INPUT_ADDITION_JSON = "outputs/combined_rgb/llava_test_prompt2_addition.json"
OUTPUT_JSON = "outputs/combined_rgb/llava_test_vectorized.json"

with open(INPUT_JSON, "r") as f1:
    data = json.load(f1)

    outputs = data["outputs"]

with open(INPUT_ADDITION_JSON) as f2:
    data_addition = json.load(f2)

    outputs_addition = data_addition["outputs"]

print(len(outputs))
print(len(outputs_addition))
outputs = outputs|outputs_addition

print(len(outputs))

vectorized_result = {}

for file_name, descriptions in outputs.items():
    text = descriptions[0]
    inputs = tokenizer(text, return_tensors='pt')
    with torch.no_grad():
        output = model(**inputs)

    embedding = output.pooler_output.squeeze().tolist()
    vectorized_result[file_name] = embedding


with open(OUTPUT_JSON, "w") as f:
    json.dump(vectorized_result, f, indent=2)

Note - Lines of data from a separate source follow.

// Logical screen size; the renderer scales this to the window.
pub const SCREEN_WIDTH: f32 = 854.0;
pub const SCREEN_HEIGHT: f32 = 480.0;

pub const BLACK: [f32; 4] = [0.0, 0.0, 0.0, 1.0];
pub const WHITE: [f32; 4] = [1.0, 1.0, 1.0, 1.0];

#[derive(Clone, Copy, Debug, PartialEq)]
pub struct Rect {
    pub x: f32,
    pub y: f32,
    pub w: f32,
    pub h: f32,
}

impl Rect {
    pub const fn new(x: f32, y: f32, w: f32, h: f32) -> Self {
        Self { x, y, w, h }
    }

    pub const fn screen() -> Self {
        Self::new(0.0, 0.0, SCREEN_WIDTH, SCREEN_HEIGHT)
    }
}

#[inline(always)]
pub fn with_alpha(color: [f32; 4], alpha: f32) -> [f32; 4] {
    [color[0], color[1], color[2], color[3] * alpha.clamp(0.0, 1.0)]
}

/// Draw sink handed to stages. The real renderer and the recording
/// `RenderList` both implement it.
pub trait Canvas {
    fn quad(&mut self, rect: Rect, color: [f32; 4]);
    fn sprite(&mut self, texture_key: &str, rect: Rect, tint: [f32; 4]);
    fn text(&mut self, font_key: &str, text: &str, pos: [f32; 2], color: [f32; 4]);
}

#[derive(Clone, Debug, PartialEq)]
pub enum DrawCmd {
    Quad {
        rect: Rect,
        color: [f32; 4],
    },
    Sprite {
        texture_key: String,
        rect: Rect,
        tint: [f32; 4],
    },
    Text {
        font_key: String,
        text: String,
        pos: [f32; 2],
        color: [f32; 4],
    },
}

/// One frame's worth of draw commands, in submission order.
#[derive(Clone, Debug, Default)]
pub struct RenderList {
    pub clear_color: [f32; 4],
    pub commands: Vec<DrawCmd>,
}

impl RenderList {
    pub fn new() -> Self {
        Self {
            clear_color: [0.03, 0.03, 0.03, 1.0],
            commands: Vec::with_capacity(64),
        }
    }

    pub fn clear(&mut self) {
        self.commands.clear();
    }

    pub fn len(&self) -> usize {
        self.commands.len()
    }

    pub fn is_empty(&self) -> bool {
        self.commands.is_empty()
    }

    /// Every string drawn this frame, for assertions and debug overlays.
    pub fn texts(&self) -> impl Iterator<Item = &str> {
        self.commands.iter().filter_map(|c| match c {
            DrawCmd::Text { text, .. } => Some(text.as_str()),
            _ => None,
        })
    }

    pub fn contains_text(&self, needle: &str) -> bool {
        self.texts().any(|t| t.contains(needle))
    }
}

impl Canvas for RenderList {
    fn quad(&mut self, rect: Rect, color: [f32; 4]) {
        self.commands.push(DrawCmd::Quad { rect, color });
    }

    fn sprite(&mut self, texture_key: &str, rect: Rect, tint: [f32; 4]) {
        self.commands.push(DrawCmd::Sprite {
            texture_key: texture_key.to_string(),
            rect,
            tint,
        });
    }

    fn text(&mut self, font_key: &str, text: &str, pos: [f32; 2], color: [f32; 4]) {
        self.commands.push(DrawCmd::Text {
            font_key: font_key.to_string(),
            text: text.to_string(),
            pos,
            color,
        });
    }
}
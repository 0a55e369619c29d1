pub mod audio;
pub mod gfx;
pub mod input;
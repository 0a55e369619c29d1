/// Per-player settings edited on the options screen and read by gameplay.
#[derive(Clone, Copy, Debug, PartialEq)]
pub struct PlayerOptions {
    pub autoplay: bool,
    pub global_offset_seconds: f32,
}

impl Default for PlayerOptions {
    fn default() -> Self {
        Self {
            autoplay: false,
            global_offset_seconds: -0.008,
        }
    }
}

impl PlayerOptions {
    pub const OFFSET_STEP: f32 = 0.001;
    pub const OFFSET_LIMIT: f32 = 1.0;

    pub fn nudge_offset(&mut self, steps: i32) {
        let next = self.global_offset_seconds + steps as f32 * Self::OFFSET_STEP;
        self.global_offset_seconds = next.clamp(-Self::OFFSET_LIMIT, Self::OFFSET_LIMIT);
    }
}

print(f"Tokenized data saved to {OUTPUT_JSON}")


## VLM Distance Metrics

In [None]:
import json
import numpy as np
import re
from collections import defaultdict
from sklearn.metrics.pairwise import cosine_similarity, euclidean_distances

# --- CONFIG ---
VECTOR_JSON = "outputs/combined_rgb/llava_test_vectorized.json"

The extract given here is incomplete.